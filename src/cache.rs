use crate::config::CacheConfig;
use std::collections::HashMap;
use std::sync::Mutex;
use std::time::{Duration, Instant};
use thiserror::Error;

#[derive(Error, Debug)]
pub enum CacheError {
    #[error("Cache lock error: {0}")]
    LockError(String),
    #[error("Invalid cache key: {0}")]
    InvalidKey(String),
}

#[derive(Debug, Clone)]
struct CachedResponse<T> {
    value: T,
    stored_at: Instant,
    hits: u64,
}

impl<T: Clone> CachedResponse<T> {
    fn new(value: T) -> Self {
        Self {
            value,
            stored_at: Instant::now(),
            hits: 0,
        }
    }

    fn is_stale(&self, ttl: Duration) -> bool {
        self.stored_at.elapsed() > ttl
    }

    fn hit(&mut self) -> T {
        self.hits += 1;
        self.value.clone()
    }
}

#[derive(Debug, Default, Clone, PartialEq, Eq)]
pub struct CacheStats {
    pub hits: u64,
    pub misses: u64,
    pub inserts: u64,
    pub evictions: u64,
}

impl CacheStats {
    pub fn hit_rate(&self) -> f64 {
        if self.hits + self.misses == 0 {
            0.0
        } else {
            self.hits as f64 / (self.hits + self.misses) as f64
        }
    }
}

/// Expiring in-memory store for upstream responses, keyed by resource URL.
///
/// Many location areas and species share the same parent resources, so one run
/// re-requests the same URLs repeatedly. Entries older than `expiration` seconds
/// count as misses; when `max_size` is reached the oldest, least-hit entry goes.
pub struct ResponseCache<T>
where
    T: Clone + Send + Sync,
{
    store: Mutex<HashMap<String, CachedResponse<T>>>,
    config: CacheConfig,
    stats: Mutex<CacheStats>,
}

impl<T> ResponseCache<T>
where
    T: Clone + Send + Sync,
{
    pub fn new(config: CacheConfig) -> Self {
        tracing::debug!(
            "Initializing response cache with max_size: {}, expiration: {}s",
            config.max_size,
            config.expiration
        );

        Self {
            store: Mutex::new(HashMap::new()),
            config,
            stats: Mutex::new(CacheStats::default()),
        }
    }

    /// Only the `memory` cache type stores anything.
    pub fn is_enabled(&self) -> bool {
        self.config.r#type == "memory"
    }

    fn ttl(&self) -> Duration {
        Duration::from_secs(self.config.expiration as u64)
    }

    fn record(&self, update: impl FnOnce(&mut CacheStats)) {
        if let Ok(mut stats) = self.stats.lock() {
            update(&mut stats);
        }
    }

    fn evict_one(&self, store: &mut HashMap<String, CachedResponse<T>>) {
        let victim = store
            .iter()
            .min_by(|a, b| {
                a.1.stored_at
                    .cmp(&b.1.stored_at)
                    .then_with(|| a.1.hits.cmp(&b.1.hits))
            })
            .map(|(key, _)| key.clone());

        if let Some(key) = victim {
            store.remove(&key);
            tracing::debug!("Evicted cached response: {}", key);
            self.record(|stats| stats.evictions += 1);
        }
    }

    pub fn get(&self, key: &str) -> Option<T> {
        if key.is_empty() || !self.is_enabled() {
            return None;
        }

        let ttl = self.ttl();
        let found = match self.store.lock() {
            Ok(mut store) => match store.get_mut(key) {
                Some(entry) if entry.is_stale(ttl) => {
                    tracing::debug!("Cached response expired: {}", key);
                    store.remove(key);
                    None
                }
                Some(entry) => Some(entry.hit()),
                None => None,
            },
            Err(e) => {
                tracing::error!("Failed to acquire cache lock for {}: {}", key, e);
                return None;
            }
        };

        match found {
            Some(value) => {
                tracing::debug!("Cache hit for {}", key);
                self.record(|stats| stats.hits += 1);
                Some(value)
            }
            None => {
                self.record(|stats| stats.misses += 1);
                None
            }
        }
    }

    pub fn insert(&self, key: String, value: T) -> Result<(), CacheError> {
        if key.is_empty() {
            return Err(CacheError::InvalidKey("Key cannot be empty".to_string()));
        }
        if !self.is_enabled() {
            return Ok(());
        }

        let mut store = self.store.lock().map_err(|e| {
            let error_msg = format!("Failed to acquire cache write lock: {}", e);
            tracing::error!("{}", error_msg);
            CacheError::LockError(error_msg)
        })?;

        if store.len() >= self.config.max_size as usize && !store.contains_key(&key) {
            self.evict_one(&mut store);
        }
        store.insert(key, CachedResponse::new(value));
        self.record(|stats| stats.inserts += 1);

        Ok(())
    }

    pub fn len(&self) -> usize {
        self.store.lock().map(|store| store.len()).unwrap_or(0)
    }

    pub fn is_empty(&self) -> bool {
        self.len() == 0
    }

    pub fn stats(&self) -> CacheStats {
        self.stats
            .lock()
            .map(|stats| stats.clone())
            .unwrap_or_default()
    }
}
pub mod cache;
pub mod config;
pub mod encounters;
pub mod error;
pub mod extract;
pub mod games;
pub mod pokeapi;
pub mod species;

pub use cache::*;
pub use config::*;
pub use error::{PipelineError, Result};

- Problem statement: Repeat all of the entries exactly.

- Result of the exercise:
filename src/cache.rs
use crate::config::CacheConfig;
use std::collections::HashMap;
use std::sync::Mutex;
use std::time::{Duration, Instant};
use thiserror::Error;

#[derive(Error, Debug)]
pub enum CacheError {
    #[error("Cache lock error: {0}")]
    LockError(String),
    #[error("Invalid cache key: {0}")]
    InvalidKey(String),
}

#[derive(Debug, Clone)]
struct CachedResponse<T> {
    value: T,
    stored_at: Instant,
    hits: u64,
}

impl<T: Clone> CachedResponse<T> {
    fn new(value: T) -> Self {
        Self {
            value,
            stored_at: Instant::now(),
            hits: 0,
        }
    }

    fn is_stale(&self, ttl: Duration) -> bool {
        self.stored_at.elapsed() > ttl
    }

    fn hit(&mut self) -> T {
        self.hits += 1;
        self.value.clone()
    }
}

#[derive(Debug, Default, Clone, PartialEq, Eq)]
pub struct CacheStats {
    pub hits: u64,
    pub misses: u64,
    pub inserts: u64,
    pub evictions: u64,
}

impl CacheStats {
    pub fn hit_rate(&self) -> f64 {
        if self.hits + self.misses == 0 {
            0.0
        } else {
            self.hits as f64 / (self.hits + self.misses) as f64
        }
    }
}

/// Expiring in-memory store for upstream responses, keyed by resource URL.
///
/// Many location areas and species share the same parent resources, so one run
/// re-requests the same URLs repeatedly. Entries older than `expiration` seconds
/// count as misses; when `max_size` is reached the oldest, least-hit entry goes.
pub struct ResponseCache<T>
where
    T: Clone + Send + Sync,
{
    store: Mutex<HashMap<String, CachedResponse<T>>>,
    config: CacheConfig,
    stats: Mutex<CacheStats>,
}

impl<T> ResponseCache<T>
where
    T: Clone + Send + Sync,
{
    pub fn new(config: CacheConfig) -> Self {
        tracing::debug!(
            "Initializing response cache with max_size: {}, expiration: {}s",
            config.max_size,
            config.expiration
        );

        Self {
            store: Mutex::new(HashMap::new()),
            config,
            stats: Mutex::new(CacheStats::default()),
        }
    }

    /// Only the `memory` cache type stores anything.
    pub fn is_enabled(&self) -> bool {
        self.config.r#type == "memory"
    }

    fn ttl(&self) -> Duration {
        Duration::from_secs(self.config.expiration as u64)
    }

    fn record(&self, update: impl FnOnce(&mut CacheStats)) {
        if let Ok(mut stats) = self.stats.lock() {
            update(&mut stats);
        }
    }

    fn evict_one(&self, store: &mut HashMap<String, CachedResponse<T>>) {
        let victim = store
            .iter()
            .min_by(|a, b| {
                a.1.stored_at
                    .cmp(&b.1.stored_at)
                    .then_with(|| a.1.hits.cmp(&b.1.hits))
            })
            .map(|(key, _)| key.clone());

        if let Some(key) = victim {
            store.remove(&key);
            tracing::debug!("Evicted cached response: {}", key);
            self.record(|stats| stats.evictions += 1);
        }
    }

    pub fn get(&self, key: &str) -> Option<T> {
        if key.is_empty() || !self.is_enabled() {
            return None;
        }

        let ttl = self.ttl();
        let found = match self.store.lock() {
            Ok(mut store) => match store.get_mut(key) {
                Some(entry) if entry.is_stale(ttl) => {
                    tracing::debug!("Cached response expired: {}", key);
                    store.remove(key);
                    None
                }
                Some(entry) => Some(entry.hit()),
                None => None,
            },
            Err(e) => {
                tracing::error!("Failed to acquire cache lock for {}: {}", key, e);
                return None;
            }
        };

        match found {
            Some(value) => {
                tracing::debug!("Cache hit for {}", key);
                self.record(|stats| stats.hits += 1);
                Some(value)
            }
            None => {
                self.record(|stats| stats.misses += 1);
                None
            }
        }
    }

    pub fn insert(&self, key: String, value: T) -> Result<(), CacheError> {
        if key.is_empty() {
            return Err(CacheError::InvalidKey("Key cannot be empty".to_string()));
        }
        if !self.is_enabled() {
            return Ok(());
        }

        let mut store = self.store.lock().map_err(|e| {
            let error_msg = format!("Failed to acquire cache write lock: {}", e);
            tracing::error!("{}", error_msg);
            CacheError::LockError(error_msg)
        })?;

        if store.len() >= self.config.max_size as usize && !store.contains_key(&key) {
            self.evict_one(&mut store);
        }
        store.insert(key, CachedResponse::new(value));
        self.record(|stats| stats.inserts += 1);

        Ok(())
    }

    pub fn len(&self) -> usize {
        self.store.lock().map(|store| store.len()).unwrap_or(0)
    }

    pub fn is_empty(&self) -> bool {
        self.len() == 0
    }

    pub fn stats(&self) -> CacheStats {
        self.stats
            .lock()
            .map(|stats| stats.clone())
            .unwrap_or_default()
    }
}
pub mod cache;
pub mod config;
pub mod encounters;
pub mod error;
pub mod extract;
pub mod games;
pub mod pokeapi;
pub mod species;

pub use cache::*;
pub use config::*;
pub use error::{PipelineError, Result};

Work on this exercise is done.